Homeless advocates protested outside the site of San Francisco's Super Bowl City on Wednesday, where homeless encampments were cleared in advance of a nine-day celebration leading up to the Super Bowl game in nearby Santa Clara on Feb.7.
"We've got rich people partying so poor people need to get out of here for a while," Paul Boden, executive director of the San Francisco-based homeless advocacy group Western Regional Advocacy Project, said.
This past August, San Francisco Mayor Ed Lee said homeless people would "have to leave the street" for Super Bowl festivities "not just because it is illegal, but because it is dangerous."
The mayor announced a plan to move homeless individuals living in the Super Bowl City area to a transitional housing facility in the Mission district or to an estimated 500 new units of supportive housing planned to be opened by the end of 2015.
The city moved 24 homeless people from Justin Herman Plaza into a housing center before construction started on the event site last month, according to Sam Dodge, director of the mayor's Housing Opportunity, Partnership & Engagement (HOPE) program.
"The reason people found refuge in that area is that it can be relatively safe and a place where people can find a quiet area to rest," Dodge said of the Super Bowl City site. "We know that would not be possible as they fence up the whole area and move in this massive stuff."
However, several critics saw the mayor's decision to relocate the homeless as an attempt to keep tourists from seeing the unpleasant realities of poverty and social inequality in one of the nation's most expensive cities.

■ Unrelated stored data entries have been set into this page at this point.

pub mod ai;
pub mod config;
pub mod error;
pub mod pipeline;
pub mod scraper;
pub mod utils;

use serde::{Deserialize, Serialize};

pub use ai::{Generator, OpenAiGenerator, QaRecord};
pub use config::PipelineConfig;
pub use error::PipelineError;
pub use pipeline::{
    ContentPipeline, CorpusOutput, CorpusPipeline, CorpusStats, NoopObserver, PartialError,
    Phase, PipelineObserver,
};
pub use scraper::Scraper;

/// Clean text pulled out of one fetched page.
#[derive(Debug, Serialize, Deserialize, Clone, PartialEq)]
pub struct Page {
    pub url: String,
    pub title: String,
    pub meta_description: Option<String>,
    pub elements: Vec<String>,
}

impl Page {
    pub fn new(url: String, title: String) -> Self {
        Self {
            url,
            title,
            meta_description: None,
            elements: Vec::new(),
        }
    }

    pub fn content_length(&self) -> usize {
        self.elements.iter().map(|e| e.len()).sum()
    }

    pub fn truncate_content(&mut self, max_length: usize) {
        let mut current_length = 0;
        self.elements.retain(|e| {
            if current_length + e.len() <= max_length {
                current_length += e.len();
                true
            } else {
                false
            }
        });
    }
}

"Right now because a bunch of billionaires are coming into town to have a party over a football game, poor people, artists and everyone they don't want around are being told to get out of their town," Boden said of the mayor's plan.
Critics also say the list of banned items for Super Bowl City sends a clear signal that homeless people are not welcome at the event. The rules ban shopping carts, tents, large bags and "any item deemed inappropriate or hazardous by Super Bowl City security."

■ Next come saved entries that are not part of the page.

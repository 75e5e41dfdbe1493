use serde::Serialize;
use uuid::Uuid;

use super::persist::ResultPersister;
use super::store::JobStore;
use crate::models::job::{FailureKind, JobOutcome, JobResult, JobStatus};

const NOT_FOUND_MESSAGE: &str =
    "This task was not found. It may have expired or the provided task ID may be incorrect.";

/// External view of a job at one instant.
#[derive(Debug, Clone, PartialEq, Serialize)]
pub struct StatusView {
    pub state: &'static str,
    pub status: String,
    pub task_id: String,
    pub status_url: String,
    #[serde(skip_serializing_if = "Option::is_none")]
    pub message: Option<String>,
    #[serde(skip_serializing_if = "Option::is_none")]
    pub url: Option<String>,
    #[serde(skip_serializing_if = "Option::is_none")]
    pub progress: Option<String>,
    #[serde(skip_serializing_if = "Option::is_none")]
    pub progress_percentage: Option<u8>,
    #[serde(skip_serializing_if = "Option::is_none")]
    pub result: Option<JobResult>,
    #[serde(skip_serializing_if = "Option::is_none")]
    pub error: Option<String>,
    #[serde(skip_serializing_if = "Option::is_none")]
    pub error_kind: Option<FailureKind>,
}

impl StatusView {
    fn new(state: &'static str, status: impl Into<String>, task_id: &str, status_url: String) -> Self {
        Self {
            state,
            status: status.into(),
            task_id: task_id.to_string(),
            status_url,
            message: None,
            url: None,
            progress: None,
            progress_percentage: None,
            result: None,
            error: None,
            error_kind: None,
        }
    }
}

/// `floor(current / total * 100)` clamped to `0..=100`; zero when `total` is 0.
pub fn progress_percentage(current: u32, total: u32) -> u8 {
    if total == 0 {
        return 0;
    }
    (u64::from(current) * 100 / u64::from(total)).min(100) as u8
}

fn not_found(task_id: &str, status_url: String) -> StatusView {
    let mut view = StatusView::new("NOT_FOUND", "task_not_found", task_id, status_url);
    view.message = Some(NOT_FOUND_MESSAGE.to_string());
    view
}

/// Project whatever is known about `task_id` into a [`StatusView`].
///
/// The live store answers first; a job it no longer holds is looked up among
/// the persisted artifacts. A single read: never waits for the job to move.
pub fn job_status(
    store: &JobStore,
    persister: &ResultPersister,
    task_id: &str,
    status_url: String,
) -> StatusView {
    let Ok(id) = Uuid::parse_str(task_id) else {
        return not_found(task_id, status_url);
    };

    let Some(record) = store.get(&id) else {
        return match persister.load(id) {
            Some(result) => {
                let mut view = StatusView::new("SUCCESS", "completed", task_id, status_url);
                view.result = Some(result);
                view
            }
            None => not_found(task_id, status_url),
        };
    };

    let mut view = StatusView::new(
        record.status.as_str(),
        record.status.as_str().to_lowercase(),
        task_id,
        status_url,
    );

    match (&record.outcome, record.status) {
        (Some(JobOutcome::Completed(result)), _) => {
            view.status = "completed".into();
            view.result = Some(result.as_ref().clone());
        }
        (Some(JobOutcome::Failed(failure)), _) => {
            view.status = "failed".into();
            view.error = Some(failure.error.clone());
            view.error_kind = Some(failure.kind);
            view.url = Some(failure.url.clone());
        }
        (None, JobStatus::Pending) => {
            view.status = "task pending".into();
            view.message = Some("Task is in queue and waiting to be processed.".into());
        }
        (None, JobStatus::Started) => {
            if let Some(progress) = &record.progress {
                view.status = progress.status.clone();
                view.url = Some(progress.url.clone());
                view.progress = Some(format!("{} / {}", progress.current, progress.total));
                view.progress_percentage =
                    Some(progress_percentage(progress.current, progress.total));
            }
        }
        (None, JobStatus::Retry) => {
            view.status = "task retrying".into();
            view.message = Some("Task encountered an issue, It will be retried.".into());
            view.url = Some(record.url.clone());
        }
        (None, JobStatus::Success | JobStatus::Failure) => {
            tracing::warn!(task_id, "terminal job without an outcome");
        }
    }

    view
}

"We do know they are cutting off a pretty large area of the city and not allowing people into that large area," Jennifer Friedenbach, executive director of San Francisco's Coalition on Homelessness, said. "So they are barring homeless people from a public event through virtue of their banned items list."
Lee's office responded that those items were banned for security reasons, not to exclude the homeless.
"When it comes to large-scale events like the Super Bowl, there are concerns that organizations like Homeland Security and others have about it being vulnerable to violence and terrorist activities," Dodge said. "I don't feel that's an unreasonable concern, but I also share the concern of advocates that we make sure that all sorts of events are accessible and welcoming for everyone."